Doch genau hier am tiefsten Punkt fällt uns heute eine sehr enge, da flache Fortsetzungsmöglichkeit auf, die mit relativ wenig Einsatz befahrbar gemacht werden könnte. Heute spürt man hier auch markanten Luftzug einwärts.
Während ich noch mit dem Zeichnen beschäftigt bin, beginnt Steffen mit den Erweiterungen und tatsächlich kann er sich nach etwa 10 Minuten Arbeit hineinquetschen. Die flache Spalte zieht leicht nach unten, wird nach etwa 5-6m sogar noch etwas flacher, weitet sich dabei aber auf etwa 3 Meter Breite.
Und dann, völlig unerwartet bricht die Spalte in einen Schacht ab.
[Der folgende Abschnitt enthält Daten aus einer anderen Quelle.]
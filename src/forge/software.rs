use anyhow::Result;
use ed25519_dalek::{Signer, SigningKey, VerifyingKey};
use rand::RngCore;
use serde::Serialize;
use std::path::Path;
use std::sync::atomic::{AtomicU64, Ordering};
use zeroize::Zeroize;

use super::{der, seed, Forge, ForgeError, GeneratedKey, KeyPair, ProvisioningKey};
use crate::device::DeviceProfile;
use crate::envelope::Identity;
use crate::keystore::{algorithm, KeyGenParameters};

const ROOT_SUBJECT: &str = "attest-shim software root";

/// Self-consistent ed25519 signer. Every record it emits is
/// `SEQUENCE { tbs, OCTET STRING signature }` signed by the issuing key.
pub struct SoftwareForge {
    issuer: Option<SigningKey>,
    serial: AtomicU64,
}

#[derive(Serialize)]
struct DeviceInfoRecord<'a> {
    brand: &'a str,
    manufacturer: &'a str,
    product: &'a str,
    model: &'a str,
    device: &'a str,
    os_version: i32,
    system_patch_level: i32,
    boot_patch_level: i32,
    vendor_patch_level: i32,
}

impl SoftwareForge {
    pub fn new(issuer: SigningKey) -> Self {
        Self {
            issuer: Some(issuer),
            serial: AtomicU64::new(1),
        }
    }

    /// A forge that reports not ready and refuses every request.
    pub fn unloaded() -> Self {
        Self {
            issuer: None,
            serial: AtomicU64::new(1),
        }
    }

    pub fn from_seed(seed: &str) -> Result<Self> {
        Ok(Self::new(seed::signing_key_from_seed(seed)?))
    }

    pub fn load_or_create(path: impl AsRef<Path>) -> Result<Self> {
        let seed = seed::load_or_create_seed(path)?;
        Self::from_seed(&seed)
    }

    pub fn issuer_public_key(&self) -> Option<VerifyingKey> {
        self.issuer.as_ref().map(SigningKey::verifying_key)
    }

    fn issuer(&self) -> Result<&SigningKey, ForgeError> {
        self.issuer.as_ref().ok_or(ForgeError::NotReady)
    }

    fn next_serial(&self) -> i64 {
        (self.serial.fetch_add(1, Ordering::Relaxed) & i64::MAX as u64) as i64
    }

    fn root_certificate(issuer: &SigningKey) -> Vec<u8> {
        let tbs = der::sequence(&[
            der::utf8(ROOT_SUBJECT),
            der::octets(issuer.verifying_key().as_bytes()),
        ]);
        signed(issuer, tbs)
    }
}

fn signed(issuer: &SigningKey, tbs: Vec<u8>) -> Vec<u8> {
    let signature = issuer.sign(&tbs);
    der::sequence(&[tbs, der::octets(&signature.to_bytes())])
}

/// Attested device fields shared by generated and substituted leaves.
fn attested_device(device: &DeviceProfile) -> Vec<Vec<u8>> {
    let mut fields = vec![der::integer(device.patch_level as i64)];
    if let Some(hash) = &device.module_hash {
        fields.push(der::octets(hash));
    }
    fields
}

fn fresh_key_pair(algorithm: i32) -> KeyPair {
    let mut secret = [0u8; 32];
    rand::rngs::OsRng.fill_bytes(&mut secret);
    let public_key = SigningKey::from_bytes(&secret).verifying_key().to_bytes().to_vec();
    let pair = KeyPair::new(algorithm, public_key, secret.to_vec());
    secret.zeroize();
    pair
}

impl Forge for SoftwareForge {
    fn is_ready(&self) -> bool {
        self.issuer.is_some()
    }

    fn generate_key(
        &self,
        identity: &Identity,
        params: &KeyGenParameters,
        device: &DeviceProfile,
    ) -> Result<GeneratedKey, ForgeError> {
        let issuer = self.issuer()?;
        if params.algorithm != algorithm::EC {
            return Err(ForgeError::Unsupported(format!(
                "algorithm {}",
                params.algorithm
            )));
        }
        let key_pair = fresh_key_pair(params.algorithm);
        let mut fields = vec![
            der::integer(self.next_serial()),
            der::utf8("leaf"),
            der::octets(&key_pair.public_key),
            der::integer(identity.uid as i64),
            der::integer(params.algorithm as i64),
            der::octets(params.attestation_challenge.as_deref().unwrap_or_default()),
            der::utf8(&device.model),
        ];
        fields.extend(attested_device(device));
        let tbs = der::sequence(&fields);
        let chain = vec![signed(issuer, tbs), Self::root_certificate(issuer)];
        Ok(GeneratedKey { key_pair, chain })
    }

    fn substitute_cert_chain(
        &self,
        real_chain: &[Vec<u8>],
        identity: &Identity,
        device: &DeviceProfile,
    ) -> Result<Vec<Vec<u8>>, ForgeError> {
        let issuer = self.issuer()?;
        let real_leaf = real_chain.first().ok_or(ForgeError::EmptyChain)?;
        let mut fields = vec![
            der::integer(self.next_serial()),
            der::utf8("substituted"),
            der::octets(real_leaf),
            der::integer(identity.uid as i64),
        ];
        fields.extend(attested_device(device));
        let tbs = der::sequence(&fields);
        Ok(vec![signed(issuer, tbs), Self::root_certificate(issuer)])
    }

    fn generate_provisioning_key(&self) -> Result<ProvisioningKey, ForgeError> {
        let issuer = self.issuer()?;
        let key_pair = fresh_key_pair(algorithm::EC);
        let maced_public_key = signed(issuer, der::sequence(&[der::octets(&key_pair.public_key)]));
        Ok(ProvisioningKey {
            key_pair,
            maced_public_key,
        })
    }

    fn device_info(&self, device: &DeviceProfile) -> Result<Vec<u8>, ForgeError> {
        let record = DeviceInfoRecord {
            brand: &device.brand,
            manufacturer: &device.manufacturer,
            product: &device.product,
            model: &device.model,
            device: &device.device,
            os_version: device.os_version,
            system_patch_level: device.patch_level,
            boot_patch_level: device.patch_level_long,
            vendor_patch_level: device.patch_level_long,
        };
        serde_json::to_vec(&record).map_err(|e| ForgeError::Failed(e.to_string()))
    }

    fn build_provisioning_response(
        &self,
        public_keys: &[Vec<u8>],
        challenge: &[u8],
        device_info: &[u8],
    ) -> Result<Vec<u8>, ForgeError> {
        let issuer = self.issuer()?;
        let keys: Vec<Vec<u8>> = public_keys.iter().map(|k| der::octets(k)).collect();
        let tbs = der::sequence(&[
            der::sequence(&keys),
            der::octets(challenge),
            der::octets(device_info),
        ]);
        Ok(signed(issuer, tbs))
    }
}

#[cfg(test)]
mod tests {
    use super::*;
    use crate::keystore::split_der_chain;
    use ed25519_dalek::{Signature, Verifier};

    fn forge() -> SoftwareForge {
        SoftwareForge::from_seed("keybox:test").expect("seed")
    }

    fn ec_params(challenge: &[u8]) -> KeyGenParameters {
        KeyGenParameters {
            algorithm: algorithm::EC,
            attestation_challenge: Some(challenge.to_vec()),
            ..KeyGenParameters::default()
        }
    }

    /// Splits a signed record into (tbs, signature).
    fn open(record: &[u8]) -> (Vec<u8>, Signature) {
        let header = if record[1] < 0x80 {
            2
        } else {
            2 + (record[1] & 0x7f) as usize
        };
        let parts = split_der_chain(&record[header..]).expect("record body");
        assert_eq!(parts.len(), 2);
        let sig: [u8; 64] = parts[1][2..].try_into().expect("64-byte signature");
        (parts[0].clone(), Signature::from_bytes(&sig))
    }

    #[test]
    fn generated_chain_is_signed_by_issuer() {
        let forge = forge();
        let issuer = forge.issuer_public_key().expect("loaded");
        let key = forge
            .generate_key(
                &Identity::new(10123, 42),
                &ec_params(b"nonce"),
                &DeviceProfile::default(),
            )
            .expect("generate");
        assert_eq!(key.chain.len(), 2);
        for cert in &key.chain {
            let (tbs, sig) = open(cert);
            issuer.verify(&tbs, &sig).expect("valid signature");
        }
        assert_eq!(key.key_pair.public_key.len(), 32);
        assert_eq!(key.key_pair.secret().len(), 32);
    }

    #[test]
    fn unloaded_forge_refuses() {
        let forge = SoftwareForge::unloaded();
        assert!(!forge.is_ready());
        assert!(matches!(
            forge.generate_provisioning_key(),
            Err(ForgeError::NotReady)
        ));
    }

    #[test]
    fn rsa_requests_are_unsupported() {
        let params = KeyGenParameters {
            algorithm: algorithm::RSA,
            ..ec_params(b"nonce")
        };
        assert!(matches!(
            forge().generate_key(&Identity::new(1, 1), &params, &DeviceProfile::default()),
            Err(ForgeError::Unsupported(_))
        ));
    }

    #[test]
    fn substitution_requires_a_leaf() {
        let forge = forge();
        let device = DeviceProfile::default();
        assert!(matches!(
            forge.substitute_cert_chain(&[], &Identity::new(1, 1), &device),
            Err(ForgeError::EmptyChain)
        ));
        let chain = forge
            .substitute_cert_chain(&[vec![0x30, 0x00]], &Identity::new(1, 1), &device)
            .expect("substitute");
        assert_eq!(chain.len(), 2);
    }

    #[test]
    fn substituted_leaf_attests_module_hash() {
        let forge = forge();
        let hash = vec![0xde, 0xad, 0xbe, 0xef];
        let device = DeviceProfile {
            module_hash: Some(hash.clone()),
            ..DeviceProfile::default()
        };
        let chain = forge
            .substitute_cert_chain(&[vec![0x30, 0x00]], &Identity::new(1, 1), &device)
            .expect("substitute");
        let (tbs, _) = open(&chain[0]);
        assert!(tbs.ends_with(&der::octets(&hash)));

        let plain = forge
            .substitute_cert_chain(&[vec![0x30, 0x00]], &Identity::new(1, 1), &DeviceProfile::default())
            .expect("substitute");
        let (tbs, _) = open(&plain[0]);
        assert!(tbs.ends_with(&der::integer(DeviceProfile::default().patch_level as i64)));
    }

    #[test]
    fn device_info_carries_profile() {
        let info = forge()
            .device_info(&DeviceProfile::default())
            .expect("device info");
        let value: serde_json::Value = serde_json::from_slice(&info).expect("json");
        assert_eq!(value["model"], "Pixel");
        assert_eq!(value["system_patch_level"], 202404);
    }
}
Das hatte hier wirklich niemand erwartet...
Dieser ist an einer Querkluft angelegt, am Einstieg etwa 80 cm breit und mehrere Meter lang.
Der Schacht scheint schauerlich tief zu sein: die hinein geworfenen Steine fallen mehrere Sekunden vollkommen frei, pfeifen und zischen dabei um letztlich mit kaum mehr wahrnehmbaren Geräusch irgendwo in den tiefen unseres Planeten zu zerschellen...
Es ist „der Schacht der pfeifenden Steine”, dessen Tiefe wir auf an die 70m schätzen.
Sehr beeindruckt müssen wir an dieser Stelle den Rückweg antreten, denn wir haben nicht annähernd genug Material dabei.
Am ersten Schacht treffen wir wieder auf Miri, die den Parallelschacht erkundet hat: dieser ist etwa 5m tief und nach kurzer und enger Gangpassage wird eine unpassierbare Kluftfortsetzung erreicht.
Schon bald sitzen wir draußen in der Sonne und spekulieren über mögliche Fortsetzungen...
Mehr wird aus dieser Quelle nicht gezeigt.